● **Instructions to follow**: Take the records below and print them verbatim up to and including the line that carries "fn vector(mass: f64, scale: f64)".

Top of Data extracts

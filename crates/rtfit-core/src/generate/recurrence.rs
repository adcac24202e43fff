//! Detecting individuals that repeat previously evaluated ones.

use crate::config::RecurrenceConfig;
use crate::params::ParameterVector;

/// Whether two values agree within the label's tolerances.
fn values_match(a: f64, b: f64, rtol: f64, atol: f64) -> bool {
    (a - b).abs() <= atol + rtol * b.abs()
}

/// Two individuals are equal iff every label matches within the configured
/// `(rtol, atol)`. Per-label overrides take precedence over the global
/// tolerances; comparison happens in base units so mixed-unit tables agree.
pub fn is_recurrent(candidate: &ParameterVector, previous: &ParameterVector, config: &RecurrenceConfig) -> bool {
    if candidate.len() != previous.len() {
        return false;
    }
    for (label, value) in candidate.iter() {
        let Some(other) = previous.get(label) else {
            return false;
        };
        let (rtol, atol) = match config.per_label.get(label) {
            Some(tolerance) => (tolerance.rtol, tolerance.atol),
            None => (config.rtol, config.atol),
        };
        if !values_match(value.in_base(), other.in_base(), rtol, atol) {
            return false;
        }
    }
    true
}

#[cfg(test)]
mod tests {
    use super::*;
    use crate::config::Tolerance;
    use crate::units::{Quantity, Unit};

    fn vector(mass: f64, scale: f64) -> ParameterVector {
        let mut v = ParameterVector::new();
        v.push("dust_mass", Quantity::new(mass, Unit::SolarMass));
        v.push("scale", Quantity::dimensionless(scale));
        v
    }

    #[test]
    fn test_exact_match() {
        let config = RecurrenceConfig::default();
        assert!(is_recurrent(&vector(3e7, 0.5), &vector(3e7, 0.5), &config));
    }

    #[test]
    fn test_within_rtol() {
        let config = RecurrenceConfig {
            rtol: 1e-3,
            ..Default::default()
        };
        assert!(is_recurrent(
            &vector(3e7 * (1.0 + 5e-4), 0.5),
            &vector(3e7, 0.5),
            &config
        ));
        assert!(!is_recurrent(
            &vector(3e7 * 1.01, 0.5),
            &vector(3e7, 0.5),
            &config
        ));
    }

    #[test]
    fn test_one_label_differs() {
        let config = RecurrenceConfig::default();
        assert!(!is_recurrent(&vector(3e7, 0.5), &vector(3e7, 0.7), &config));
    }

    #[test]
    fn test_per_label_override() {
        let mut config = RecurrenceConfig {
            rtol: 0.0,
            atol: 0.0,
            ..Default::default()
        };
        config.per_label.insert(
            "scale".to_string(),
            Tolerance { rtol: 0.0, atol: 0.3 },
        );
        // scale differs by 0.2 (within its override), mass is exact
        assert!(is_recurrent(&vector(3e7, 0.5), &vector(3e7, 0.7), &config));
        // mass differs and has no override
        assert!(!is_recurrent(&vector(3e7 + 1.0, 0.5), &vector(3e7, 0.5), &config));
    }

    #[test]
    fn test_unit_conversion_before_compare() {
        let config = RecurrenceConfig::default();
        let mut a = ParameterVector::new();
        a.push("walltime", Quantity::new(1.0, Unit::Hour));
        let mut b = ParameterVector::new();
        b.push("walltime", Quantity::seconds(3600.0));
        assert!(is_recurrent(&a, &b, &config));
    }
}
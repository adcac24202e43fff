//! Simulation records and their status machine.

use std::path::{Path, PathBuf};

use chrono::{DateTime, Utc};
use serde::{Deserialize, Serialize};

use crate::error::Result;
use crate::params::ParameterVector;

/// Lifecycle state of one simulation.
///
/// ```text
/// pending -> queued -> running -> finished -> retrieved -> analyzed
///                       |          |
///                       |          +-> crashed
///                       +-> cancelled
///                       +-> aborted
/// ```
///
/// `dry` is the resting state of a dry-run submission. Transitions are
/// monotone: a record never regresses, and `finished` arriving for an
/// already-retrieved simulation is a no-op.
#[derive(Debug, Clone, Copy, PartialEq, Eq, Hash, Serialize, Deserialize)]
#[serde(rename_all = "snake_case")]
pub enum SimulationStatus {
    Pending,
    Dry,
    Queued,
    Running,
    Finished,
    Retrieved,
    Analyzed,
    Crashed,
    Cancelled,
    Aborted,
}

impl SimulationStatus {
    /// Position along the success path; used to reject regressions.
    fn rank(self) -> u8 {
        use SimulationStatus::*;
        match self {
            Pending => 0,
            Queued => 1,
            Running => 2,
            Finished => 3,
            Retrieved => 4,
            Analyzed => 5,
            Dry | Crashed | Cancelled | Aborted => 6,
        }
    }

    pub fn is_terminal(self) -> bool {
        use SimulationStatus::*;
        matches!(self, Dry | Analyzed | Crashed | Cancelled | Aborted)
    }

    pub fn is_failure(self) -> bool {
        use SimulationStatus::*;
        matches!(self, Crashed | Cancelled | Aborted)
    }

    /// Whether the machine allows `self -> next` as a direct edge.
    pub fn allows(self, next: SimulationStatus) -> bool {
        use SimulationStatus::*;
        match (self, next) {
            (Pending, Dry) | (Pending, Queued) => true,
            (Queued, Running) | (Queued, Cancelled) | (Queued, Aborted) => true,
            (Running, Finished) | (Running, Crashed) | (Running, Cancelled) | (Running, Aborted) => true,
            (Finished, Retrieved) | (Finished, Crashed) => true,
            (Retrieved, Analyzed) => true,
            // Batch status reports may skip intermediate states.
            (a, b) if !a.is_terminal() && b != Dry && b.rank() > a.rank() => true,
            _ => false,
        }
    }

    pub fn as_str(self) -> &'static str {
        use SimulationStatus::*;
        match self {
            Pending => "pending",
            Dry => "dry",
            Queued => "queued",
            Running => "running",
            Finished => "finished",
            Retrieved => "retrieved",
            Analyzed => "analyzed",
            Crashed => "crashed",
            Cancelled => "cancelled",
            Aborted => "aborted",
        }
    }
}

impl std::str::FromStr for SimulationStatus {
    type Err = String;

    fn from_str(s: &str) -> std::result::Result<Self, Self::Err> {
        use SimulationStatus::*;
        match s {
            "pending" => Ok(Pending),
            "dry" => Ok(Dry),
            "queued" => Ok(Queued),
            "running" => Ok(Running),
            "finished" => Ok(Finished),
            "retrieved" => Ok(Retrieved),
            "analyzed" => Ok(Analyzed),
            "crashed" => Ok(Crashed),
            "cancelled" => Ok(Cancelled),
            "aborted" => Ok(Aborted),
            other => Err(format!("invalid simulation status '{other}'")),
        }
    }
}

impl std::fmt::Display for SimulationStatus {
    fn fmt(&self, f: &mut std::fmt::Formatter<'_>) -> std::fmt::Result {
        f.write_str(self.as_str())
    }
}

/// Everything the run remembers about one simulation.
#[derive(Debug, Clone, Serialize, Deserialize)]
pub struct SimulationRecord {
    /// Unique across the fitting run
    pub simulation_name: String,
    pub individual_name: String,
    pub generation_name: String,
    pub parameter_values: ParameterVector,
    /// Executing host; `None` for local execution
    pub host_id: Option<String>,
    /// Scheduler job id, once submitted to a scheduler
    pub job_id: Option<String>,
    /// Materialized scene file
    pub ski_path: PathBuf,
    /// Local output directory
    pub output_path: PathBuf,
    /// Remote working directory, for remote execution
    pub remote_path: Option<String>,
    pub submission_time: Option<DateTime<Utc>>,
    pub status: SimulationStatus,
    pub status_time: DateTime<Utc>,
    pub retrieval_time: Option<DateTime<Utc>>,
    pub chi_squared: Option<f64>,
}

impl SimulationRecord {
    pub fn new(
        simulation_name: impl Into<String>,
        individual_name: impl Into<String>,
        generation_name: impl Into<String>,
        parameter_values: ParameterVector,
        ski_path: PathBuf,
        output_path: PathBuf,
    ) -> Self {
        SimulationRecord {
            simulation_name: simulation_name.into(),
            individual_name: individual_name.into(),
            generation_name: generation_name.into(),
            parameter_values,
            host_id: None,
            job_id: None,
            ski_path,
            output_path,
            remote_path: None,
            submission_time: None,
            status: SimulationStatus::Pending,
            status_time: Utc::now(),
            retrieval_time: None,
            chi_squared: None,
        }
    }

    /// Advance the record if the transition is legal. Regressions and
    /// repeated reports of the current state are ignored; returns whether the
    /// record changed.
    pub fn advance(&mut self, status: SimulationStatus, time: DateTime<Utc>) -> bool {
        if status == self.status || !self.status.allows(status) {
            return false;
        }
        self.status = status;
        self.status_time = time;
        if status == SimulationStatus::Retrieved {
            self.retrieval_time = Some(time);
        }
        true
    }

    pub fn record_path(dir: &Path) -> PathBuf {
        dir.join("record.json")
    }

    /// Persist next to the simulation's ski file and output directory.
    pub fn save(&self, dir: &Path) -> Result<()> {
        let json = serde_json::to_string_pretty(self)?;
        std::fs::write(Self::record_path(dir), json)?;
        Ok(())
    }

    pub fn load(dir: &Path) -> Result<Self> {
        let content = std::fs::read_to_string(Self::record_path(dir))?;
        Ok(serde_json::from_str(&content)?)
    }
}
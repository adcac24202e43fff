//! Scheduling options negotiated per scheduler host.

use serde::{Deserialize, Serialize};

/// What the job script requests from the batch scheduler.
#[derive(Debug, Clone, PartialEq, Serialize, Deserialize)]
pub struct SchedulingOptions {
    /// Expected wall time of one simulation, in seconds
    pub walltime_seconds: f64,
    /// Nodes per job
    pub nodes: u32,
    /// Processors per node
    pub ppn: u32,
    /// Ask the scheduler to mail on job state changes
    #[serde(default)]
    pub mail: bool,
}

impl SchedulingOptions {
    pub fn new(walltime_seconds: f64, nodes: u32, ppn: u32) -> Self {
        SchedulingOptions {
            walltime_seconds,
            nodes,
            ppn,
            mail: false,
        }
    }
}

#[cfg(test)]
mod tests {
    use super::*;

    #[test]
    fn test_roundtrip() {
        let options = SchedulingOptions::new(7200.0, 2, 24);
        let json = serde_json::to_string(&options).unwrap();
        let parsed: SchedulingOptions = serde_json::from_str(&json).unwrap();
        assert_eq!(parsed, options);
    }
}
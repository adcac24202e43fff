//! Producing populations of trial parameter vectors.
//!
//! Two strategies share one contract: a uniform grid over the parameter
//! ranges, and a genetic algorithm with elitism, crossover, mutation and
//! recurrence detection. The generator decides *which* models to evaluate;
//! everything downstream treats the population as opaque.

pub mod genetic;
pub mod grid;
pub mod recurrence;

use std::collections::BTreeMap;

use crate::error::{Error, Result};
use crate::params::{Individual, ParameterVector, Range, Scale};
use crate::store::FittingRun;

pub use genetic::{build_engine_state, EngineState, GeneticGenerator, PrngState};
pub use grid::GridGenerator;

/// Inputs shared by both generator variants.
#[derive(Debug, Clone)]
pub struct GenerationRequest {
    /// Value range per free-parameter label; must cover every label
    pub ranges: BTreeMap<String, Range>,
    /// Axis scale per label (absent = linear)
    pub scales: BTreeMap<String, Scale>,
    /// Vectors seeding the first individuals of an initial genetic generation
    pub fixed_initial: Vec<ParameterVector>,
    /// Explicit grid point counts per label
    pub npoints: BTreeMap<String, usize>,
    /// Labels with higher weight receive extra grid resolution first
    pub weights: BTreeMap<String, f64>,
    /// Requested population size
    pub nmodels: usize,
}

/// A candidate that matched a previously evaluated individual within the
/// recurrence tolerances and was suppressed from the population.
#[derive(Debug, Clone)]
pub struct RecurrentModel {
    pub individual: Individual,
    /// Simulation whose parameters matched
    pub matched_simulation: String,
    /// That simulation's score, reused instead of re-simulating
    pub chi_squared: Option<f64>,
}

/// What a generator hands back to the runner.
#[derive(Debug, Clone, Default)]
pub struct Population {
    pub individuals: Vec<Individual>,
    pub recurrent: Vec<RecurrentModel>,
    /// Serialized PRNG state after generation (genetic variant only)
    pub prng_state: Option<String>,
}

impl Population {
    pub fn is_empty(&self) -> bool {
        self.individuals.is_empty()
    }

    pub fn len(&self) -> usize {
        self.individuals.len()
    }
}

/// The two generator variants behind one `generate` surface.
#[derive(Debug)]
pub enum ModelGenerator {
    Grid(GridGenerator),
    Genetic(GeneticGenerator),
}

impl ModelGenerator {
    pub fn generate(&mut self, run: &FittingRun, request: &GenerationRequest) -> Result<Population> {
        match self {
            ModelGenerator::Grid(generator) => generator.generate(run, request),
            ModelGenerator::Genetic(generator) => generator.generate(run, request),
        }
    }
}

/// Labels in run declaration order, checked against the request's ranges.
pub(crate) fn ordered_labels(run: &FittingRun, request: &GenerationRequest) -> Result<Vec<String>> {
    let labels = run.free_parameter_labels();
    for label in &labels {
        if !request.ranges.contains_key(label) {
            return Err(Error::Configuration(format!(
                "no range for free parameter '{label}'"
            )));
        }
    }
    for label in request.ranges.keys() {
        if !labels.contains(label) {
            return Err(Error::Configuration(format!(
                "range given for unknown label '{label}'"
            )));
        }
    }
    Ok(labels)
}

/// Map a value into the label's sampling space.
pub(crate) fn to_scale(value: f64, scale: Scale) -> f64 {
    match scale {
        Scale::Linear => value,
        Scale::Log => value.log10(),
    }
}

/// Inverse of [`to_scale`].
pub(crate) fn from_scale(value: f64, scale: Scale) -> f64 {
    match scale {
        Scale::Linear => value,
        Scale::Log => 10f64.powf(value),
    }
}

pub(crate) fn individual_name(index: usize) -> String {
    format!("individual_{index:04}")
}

Bottom of Data extracts

● **Exercise result**:
filename crates/rtfit-core/src/generate/recurrence.rs
repository adcac24202e43fff
//! Detecting individuals that repeat previously evaluated ones.

use crate::config::RecurrenceConfig;
use crate::params::ParameterVector;

/// Whether two values agree within the label's tolerances.
fn values_match(a: f64, b: f64, rtol: f64, atol: f64) -> bool {
    (a - b).abs() <= atol + rtol * b.abs()
}

/// Two individuals are equal iff every label matches within the configured
/// `(rtol, atol)`. Per-label overrides take precedence over the global
/// tolerances; comparison happens in base units so mixed-unit tables agree.
pub fn is_recurrent(candidate: &ParameterVector, previous: &ParameterVector, config: &RecurrenceConfig) -> bool {
    if candidate.len() != previous.len() {
        return false;
    }
    for (label, value) in candidate.iter() {
        let Some(other) = previous.get(label) else {
            return false;
        };
        let (rtol, atol) = match config.per_label.get(label) {
            Some(tolerance) => (tolerance.rtol, tolerance.atol),
            None => (config.rtol, config.atol),
        };
        if !values_match(value.in_base(), other.in_base(), rtol, atol) {
            return false;
        }
    }
    true
}

#[cfg(test)]
mod tests {
    use super::*;
    use crate::config::Tolerance;
    use crate::units::{Quantity, Unit};

    fn vector(mass: f64, scale: f64) -> ParameterVector {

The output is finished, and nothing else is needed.